The exact pathogenicity of gnathostomiasis is uncertain, but it is thought that the symptoms are due to the combined effects of mechanical damage secondary to the larva's migration, the excretions and secretions it produces, and the host's immunological response. The substances released contain various compounds, including one similar to acetylcholine, a “spreading factor” with hyaluronidase, a proteolytic enzyme, and a hemolytic substance, which have been demonstrated in various studies in Japan in the 1950s (5, 24). These substances, in addition to the mechanical damage, result in the characteristic hemorrhagic tracks that may be seen in the subcutaneous tissues in patients or in the viscera or CNS postmortem.

Cutaneous Gnathostomiasis

Cutaneous gnathostomiasis is the most common manifestation of infection and is known by several local names, e.g., Yangtze River's edema and Shanghai's rheumatism in China, tuao chid in Japan, and paniculitis nodular migratoria eosinofilica in Latin America. It typically presents with intermittent migratory swellings, (nodular migratory panniculitis), usually affecting the trunk or upper limbs. These nonpitting edematous swellings vary in size and may be pruritic, painful, or erythematous (Fig. (Fig.44 and and5).5). They usually occur within 3 to 4 weeks of ingestion of the larvae, typically last 1 to 2 weeks, and are commonly due to only one larva, but on occasion infection with two or more has been found (10, 41). The swellings are due to both mechanical damage from the larva and the host's immunological response to the parasite and its secretions.

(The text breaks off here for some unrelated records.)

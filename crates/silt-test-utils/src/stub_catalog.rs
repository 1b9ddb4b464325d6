//! In-process Unity Catalog stub.
//!
//! Serves just enough of the Unity Catalog 2.1 REST surface for the client
//! and pipeline tests: schema/table retrieval by full name, creation,
//! deletion, and temporary table credentials. Every mutating call is
//! counted so tests can assert idempotence and compensation behavior.

use std::collections::HashMap;
use std::net::SocketAddr;
use std::sync::{Arc, Mutex};

use axum::extract::{Path, State};
use axum::http::StatusCode;
use axum::response::{IntoResponse, Response};
use axum::routing::{get, post};
use axum::{Json, Router};
use serde_json::{json, Value};
use tokio::sync::oneshot;
use uuid::Uuid;

/// Access key id vended by the stub credential endpoint.
pub const STUB_ACCESS_KEY_ID: &str = "stub-access-key";
/// Secret access key vended by the stub credential endpoint.
pub const STUB_SECRET_ACCESS_KEY: &str = "stub-secret-key";
/// Session token vended by the stub credential endpoint.
pub const STUB_SESSION_TOKEN: &str = "stub-session-token";

#[derive(Debug, Default)]
struct CatalogState {
    schemas: HashMap<String, Value>,
    tables: HashMap<String, Value>,
    schema_creates: usize,
    table_creates: usize,
    credential_requests: usize,
    deleted_tables: Vec<String>,
}

#[derive(Clone)]
struct AppState {
    inner: Arc<Mutex<CatalogState>>,
}

impl AppState {
    fn lock(&self) -> std::sync::MutexGuard<'_, CatalogState> {
        self.inner.lock().expect("stub catalog state lock")
    }
}

/// An in-process Unity Catalog server bound on `127.0.0.1:0`.
///
/// The server shuts down gracefully when the stub is dropped.
pub struct StubUnityCatalog {
    endpoint: String,
    state: Arc<Mutex<CatalogState>>,
    shutdown_tx: Option<oneshot::Sender<()>>,
    _task: tokio::task::JoinHandle<()>,
}

impl std::fmt::Debug for StubUnityCatalog {
    fn fmt(&self, f: &mut std::fmt::Formatter<'_>) -> std::fmt::Result {
        f.debug_struct("StubUnityCatalog")
            .field("endpoint", &self.endpoint)
            .finish_non_exhaustive()
    }
}

impl StubUnityCatalog {
    /// Starts the stub server.
    pub async fn start() -> Self {
        let state = Arc::new(Mutex::new(CatalogState::default()));
        let app_state = AppState {
            inner: state.clone(),
        };

        let app = Router::new()
            .route("/api/2.1/unity-catalog/schemas", post(create_schema))
            .route(
                "/api/2.1/unity-catalog/schemas/:full_name",
                get(get_schema),
            )
            .route("/api/2.1/unity-catalog/tables", post(create_table))
            .route(
                "/api/2.1/unity-catalog/tables/:full_name",
                get(get_table).delete(delete_table),
            )
            .route(
                "/api/2.1/unity-catalog/temporary-table-credentials",
                post(create_credential),
            )
            .with_state(app_state);

        let listener = tokio::net::TcpListener::bind("127.0.0.1:0")
            .await
            .expect("bind stub catalog listener");
        let addr: SocketAddr = listener.local_addr().expect("stub listener addr");
        let (shutdown_tx, shutdown_rx) = oneshot::channel::<()>();

        let task = tokio::spawn(async move {
            let server = axum::serve(listener, app).with_graceful_shutdown(async move {
                let _ = shutdown_rx.await;
            });
            let _ = server.await;
        });

        Self {
            endpoint: format!("http://{addr}"),
            state,
            shutdown_tx: Some(shutdown_tx),
            _task: task,
        }
    }

    /// Endpoint URL to hand to a catalog client (no API suffix).
    pub fn endpoint(&self) -> &str {
        &self.endpoint
    }

    /// Number of `POST /schemas` calls observed.
    pub fn schema_creates(&self) -> usize {
        self.lock().schema_creates
    }

    /// Number of `POST /tables` calls observed.
    pub fn table_creates(&self) -> usize {
        self.lock().table_creates
    }

    /// Number of credential requests observed.
    pub fn credential_requests(&self) -> usize {
        self.lock().credential_requests
    }

    /// Full names passed to `DELETE /tables`, in call order.
    pub fn deleted_tables(&self) -> Vec<String> {
        self.lock().deleted_tables.clone()
    }

    /// Whether a table entry currently exists.
    pub fn has_table(&self, full_name: &str) -> bool {
        self.lock().tables.contains_key(full_name)
    }

    /// Seeds a schema entry without going through the API.
    pub fn seed_schema(&self, catalog_name: &str, schema_name: &str) {
        let full_name = format!("{catalog_name}.{schema_name}");
        let schema = json!({
            "name": schema_name,
            "catalog_name": catalog_name,
            "full_name": full_name,
        });
        self.lock().schemas.insert(full_name, schema);
    }

    /// Seeds a table entry without going through the API.
    ///
    /// Pass `table_id: None` to model a catalog entry whose id is
    /// unavailable (the empty-credential case).
    pub fn seed_table(
        &self,
        catalog_name: &str,
        schema_name: &str,
        table_name: &str,
        table_id: Option<&str>,
    ) {
        self.seed_schema(catalog_name, schema_name);
        let full_name = format!("{catalog_name}.{schema_name}.{table_name}");
        let mut table = json!({
            "name": table_name,
            "catalog_name": catalog_name,
            "schema_name": schema_name,
            "full_name": full_name,
            "table_type": "EXTERNAL",
            "data_source_format": "DELTA",
        });
        if let Some(id) = table_id {
            table["table_id"] = json!(id);
        }
        self.lock().tables.insert(full_name, table);
    }

    fn lock(&self) -> std::sync::MutexGuard<'_, CatalogState> {
        self.state.lock().expect("stub catalog state lock")
    }
}

impl Drop for StubUnityCatalog {
    fn drop(&mut self) {
        if let Some(tx) = self.shutdown_tx.take() {
            let _ = tx.send(());
        }
    }
}

fn not_found(message: String) -> Response {
    (
        StatusCode::NOT_FOUND,
        Json(json!({
            "error": { "error_code": "NOT_FOUND", "message": message }
        })),
    )
        .into_response()
}

fn bad_request(message: String) -> Response {
    (
        StatusCode::BAD_REQUEST,
        Json(json!({
            "error": { "error_code": "BAD_REQUEST", "message": message }
        })),
    )
        .into_response()
}

async fn get_schema(State(state): State<AppState>, Path(full_name): Path<String>) -> Response {
    let state = state.lock();
    match state.schemas.get(&full_name) {
        Some(schema) => (StatusCode::OK, Json(schema.clone())).into_response(),
        None => not_found(format!("schema not found: {full_name}")),
    }
}

async fn create_schema(State(state): State<AppState>, Json(payload): Json<Value>) -> Response {
    let Some(name) = payload["name"].as_str().map(str::to_string) else {
        return bad_request("name is required".to_string());
    };
    let Some(catalog_name) = payload["catalog_name"].as_str().map(str::to_string) else {
        return bad_request("catalog_name is required".to_string());
    };

    let full_name = format!("{catalog_name}.{name}");
    let schema = json!({
        "name": name,
        "catalog_name": catalog_name,
        "full_name": full_name,
    });

    let mut state = state.lock();
    state.schema_creates += 1;
    state.schemas.insert(full_name, schema.clone());
    (StatusCode::OK, Json(schema)).into_response()
}

async fn get_table(State(state): State<AppState>, Path(full_name): Path<String>) -> Response {
    let state = state.lock();
    match state.tables.get(&full_name) {
        Some(table) => (StatusCode::OK, Json(table.clone())).into_response(),
        None => not_found(format!("table not found: {full_name}")),
    }
}

async fn create_table(State(state): State<AppState>, Json(payload): Json<Value>) -> Response {
    let Some(name) = payload["name"].as_str().map(str::to_string) else {
        return bad_request("name is required".to_string());
    };
    let Some(catalog_name) = payload["catalog_name"].as_str().map(str::to_string) else {
        return bad_request("catalog_name is required".to_string());
    };
    let Some(schema_name) = payload["schema_name"].as_str().map(str::to_string) else {
        return bad_request("schema_name is required".to_string());
    };

    let full_name = format!("{catalog_name}.{schema_name}.{name}");
    let mut table = payload.clone();
    table["full_name"] = json!(full_name);
    table["table_id"] = json!(Uuid::new_v4().to_string());

    let mut state = state.lock();
    state.table_creates += 1;
    state.tables.insert(full_name, table.clone());
    (StatusCode::OK, Json(table)).into_response()
}

async fn delete_table(State(state): State<AppState>, Path(full_name): Path<String>) -> Response {
    let mut state = state.lock();
    // Record the attempt even when the entry is missing; compensation tests
    // assert on exact call sequences.
    state.deleted_tables.push(full_name.clone());
    match state.tables.remove(&full_name) {
        Some(_) => (StatusCode::OK, Json(json!({}))).into_response(),
        None => not_found(format!("table not found: {full_name}")),
    }
}

async fn create_credential(State(state): State<AppState>, Json(payload): Json<Value>) -> Response {
    let table_id = payload["table_id"].as_str().unwrap_or_default();
    if table_id.is_empty() {
        return bad_request("table_id is required".to_string());
    }

    let mut state = state.lock();
    state.credential_requests += 1;

    let response = json!({
        "aws_temp_credentials": {
            "access_key_id": STUB_ACCESS_KEY_ID,
            "secret_access_key": STUB_SECRET_ACCESS_KEY,
            "session_token": STUB_SESSION_TOKEN,
        },
        "expiration_time": 4_102_444_800_000_i64,
    });
    (StatusCode::OK, Json(response)).into_response()
}
//! keelson demo - a menu and a pair of Battleships boards in the terminal
//!
//! Set KEELSON_LOG to a file path to capture logs, KEELSON_BACKEND to force
//! `kitty` or `blocks`. Ctrl-C or Ctrl-Q quits.

use anyhow::{Context, Result};
use keelson::{
    App, Button, Color, Config, DrawContext, EventContext, EventPoller, FlowPanel, HostRequest,
    Label, MouseButton, Rect, Scene, Style, TerminalDisplay, Ui, Widget,
};
use std::fs::File;
use std::sync::Mutex;
use tracing_subscriber::EnvFilter;

const BOARD_SIZE: usize = 10;

struct Menu;

impl Scene for Menu {
    fn name(&self) -> &str {
        "menu"
    }

    fn build(&mut self, ui: &mut Ui) -> Result<()> {
        let root = ui.root();
        let bounds = ui.rect(root).context("root has no rectangle")?;
        let (w, h) = (bounds.width, bounds.height);

        let title_style = Style::new().borderless().primary(Color::rgb(20, 40, 120));
        ui.spawn(
            root,
            Rect::new(w / 4.0, h / 10.0, w / 2.0, h / 6.0),
            Some(title_style),
            Label::new("Battleships"),
        );

        let column = ui.spawn(
            root,
            Rect::new(w / 3.0, h / 3.0, w / 3.0, h / 2.0),
            Some(Style::new().background(None).borderless()),
            FlowPanel::vertical(true, false, true),
        );

        let button_size = Rect::new(0.0, 0.0, w / 3.0, h / 8.0);
        ui.spawn(
            column,
            button_size,
            None,
            Button::new("Play").on_click(|cx, _| cx.request(HostRequest::SwitchScene(1))),
        );
        ui.spawn(
            column,
            button_size,
            None,
            Button::new("Quit").on_click(|cx, _| cx.request(HostRequest::Quit)),
        );
        Ok(())
    }
}

/// Board cell: water until shot, then red for good
#[derive(Default)]
struct Target {
    shot: bool,
}

impl Widget for Target {
    fn name(&self) -> &str {
        "Target"
    }

    fn draw(&mut self, cx: &mut DrawContext<'_>) -> Result<()> {
        cx.paint_base();
        if cx.is_hovered() && !self.shot {
            let tint = cx.style().hover_tint;
            let rect = cx.rect();
            cx.tint(tint, rect);
        }
        Ok(())
    }

    fn on_click(&mut self, cx: &mut EventContext<'_>, _button: MouseButton) {
        if self.shot {
            return;
        }
        self.shot = true;
        let id = cx.id();
        let hit = Style::new().background(Color::rgb(200, 30, 30));
        cx.ui().set_style(id, Some(hit));
    }

    fn on_hover_enter(&mut self, cx: &mut EventContext<'_>) {
        cx.redraw();
    }

    fn on_hover_exit(&mut self, cx: &mut EventContext<'_>) {
        cx.redraw();
    }
}

struct Game;

impl Game {
    /// A square grid of cells that turn red when shot
    fn board(ui: &mut Ui, bounds: Rect) {
        let root = ui.root();
        let rows = ui.spawn(
            root,
            bounds,
            Some(Style::new().background(Color::rgb(30, 80, 160))),
            FlowPanel::vertical(true, true, false),
        );

        let cell = Rect::new(0.0, 0.0, 0.0, bounds.height / BOARD_SIZE as f32);
        for _ in 0..BOARD_SIZE {
            let row = ui.spawn(
                rows,
                cell,
                Some(Style::new().background(None).borderless()),
                FlowPanel::horizontal(true, true, false),
            );
            for _ in 0..BOARD_SIZE {
                let water = Style::new().background(Color::rgb(60, 120, 200));
                ui.spawn(row, cell, Some(water), Target::default());
            }
        }
    }
}

impl Scene for Game {
    fn name(&self) -> &str {
        "game"
    }

    fn build(&mut self, ui: &mut Ui) -> Result<()> {
        let root = ui.root();
        let bounds = ui.rect(root).context("root has no rectangle")?;
        let (w, h) = (bounds.width, bounds.height);
        let side = (w / 2.0 - w / 10.0).min(h * 0.7);

        Self::board(ui, Rect::new(w / 20.0, h / 8.0, side, side));
        Self::board(ui, Rect::new(w - w / 20.0 - side, h / 8.0, side, side));

        ui.spawn(
            root,
            Rect::new(w / 20.0, h - h / 8.0, w / 6.0, h / 10.0),
            None,
            Button::new("Back").on_click(|cx, _| cx.request(HostRequest::SwitchScene(0))),
        );
        Ok(())
    }
}

fn init_logging() -> Result<()> {
    let Ok(path) = std::env::var("KEELSON_LOG") else {
        return Ok(());
    };
    let file = File::create(&path).with_context(|| format!("failed to create log file {}", path))?;

    tracing_subscriber::fmt()
        .with_env_filter(
            EnvFilter::try_from_default_env().unwrap_or_else(|_| EnvFilter::new("keelson=debug")),
        )
        .with_ansi(false)
        .with_writer(Mutex::new(file))
        .init();
    Ok(())
}

fn main() -> Result<()> {
    init_logging()?;
    let config = Config::from_env()?;

    let display = TerminalDisplay::new(config.backend)?;
    let input = EventPoller::new(display.cell_size())?;

    let mut app = App::new(display, input, &config)?;
    app.add_scene(Menu);
    app.add_scene(Game);
    app.change_scene(0)?;
    app.run()?;

    drop(app);
    println!("keelson demo finished");
    Ok(())
}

As the larva migrates, subcutaneous hemorrhages may be seen along its tracks, which are pathognomonic of gnathostomiasis and can help differentiate it from other causes of larva migrans, e.g., sparganosis or strongyloidiasis. Episodes of swelling slowly become less intense and shorter in duration, but in untreated patients symptoms may recur intermittently for up to 10 to 12 years.

FIG. 4.
Photograph showing cutaneous larva migrans due to Gnathostoma spinigerum on the forehead (A) and shoulder (B). (Reprinted from reference 17.)
FIG. 5.
Magnetic resonance image of thigh with Gnathostoma sp. larva. (Reprinted from reference 25.)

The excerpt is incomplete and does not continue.